Collected data
○ ○ ○ ○ ○

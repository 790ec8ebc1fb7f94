//! Dashboard shell: the date-selection state machine and its async driver.
//!
//! The shell holds one piece of primary state, the selected date key, with a
//! derived view state per load outcome. Transitions live in a pure reducer so
//! they are testable without any rendering environment; the driver wires the
//! reducer to an artifact store on the tokio runtime and guarantees that the
//! most recently selected date always wins over slower, stale loads.

mod driver;
mod prefs;
mod state;

pub use driver::ShellDriver;
pub use prefs::UiPrefs;
pub use state::{reduce, ShellEvent, ShellState, ViewState};
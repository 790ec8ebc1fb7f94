//! Wire types for one day's analysis artifact.
//!
//! Field names match the persisted JSON exactly; the loader deserializes
//! documents straight into these structs. Documents are produced wholesale by
//! the categorizer job and are never mutated here.

use serde::{Deserialize, Serialize};

/// A single scraped tweet as recorded at analysis time.
#[derive(Debug, Clone, PartialEq, Eq, Serialize, Deserialize)]
pub struct Tweet {
    /// Opaque identifier, unique within one document.
    pub id: String,
    /// Raw tweet content.
    pub text: String,
    /// Author handle; may lack a leading `@`.
    pub user_handle: String,
    /// ISO-8601 timestamp string, displayed verbatim.
    pub created_at: String,
    /// Likes + replies + retweets at scrape time, pre-weighted upstream.
    pub engagement_score: u64,
    /// Absolute link to the tweet.
    pub url: String,
}

/// One classified group of related tweets representing a candidate product
/// opportunity.
///
/// `category` and `urgency_level` are free text straight out of the LLM
/// response. `urgency_level` is `High`/`Medium`/`Low` in practice but the
/// classifier contract is not closed, so both stay open strings and consumers
/// must handle unrecognized values.
#[derive(Debug, Clone, PartialEq, Eq, Serialize, Deserialize)]
pub struct IdeaCluster {
    pub category: String,
    pub description: String,
    pub pain_point: String,
    pub target_audience: String,
    pub urgency_level: String,
    /// Supporting tweets; usually non-empty but an empty list is valid.
    pub tweets: Vec<Tweet>,
}

impl IdeaCluster {
    /// Sum of `engagement_score` over the cluster's tweets. Zero for an
    /// empty tweet list. Computed on demand, never persisted.
    #[must_use]
    pub fn total_engagement(&self) -> u64 {
        self.tweets.iter().map(|t| t.engagement_score).sum()
    }
}

/// Token accounting reported by the classification call.
#[derive(Debug, Clone, Copy, Default, PartialEq, Eq, Serialize, Deserialize)]
pub struct TokenUsage {
    pub input_tokens: u64,
    pub output_tokens: u64,
    /// Reported by the vendor; should equal input + output but is used as
    /// provided rather than recomputed.
    pub total_tokens: u64,
}

/// Run-level counters for one day's analysis.
#[derive(Debug, Clone, PartialEq, Eq, Serialize, Deserialize)]
pub struct AnalysisSummary {
    pub total_tweets_analyzed: u64,
    /// Expected, but not guaranteed, to equal the number of entries in
    /// `product_requests`. Never reconciled here.
    pub product_requests_found: u64,
    pub token_usage: TokenUsage,
}

/// The unit of storage: one immutable document per date key.
///
/// `product_requests` order is significant — index 0 is the top-ranked idea —
/// and is preserved through loading and projection.
#[derive(Debug, Clone, PartialEq, Eq, Serialize, Deserialize)]
pub struct AnalysisDocument {
    pub summary: AnalysisSummary,
    pub product_requests: Vec<IdeaCluster>,
}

○ ○ ○ ○ ○

What this task involves. Sift the data above for lines with "empty", then copy each one.

Task response.
    /// Supporting tweets; usually non-empty but an empty list is valid.
    /// empty tweet list. Computed on demand, never persisted.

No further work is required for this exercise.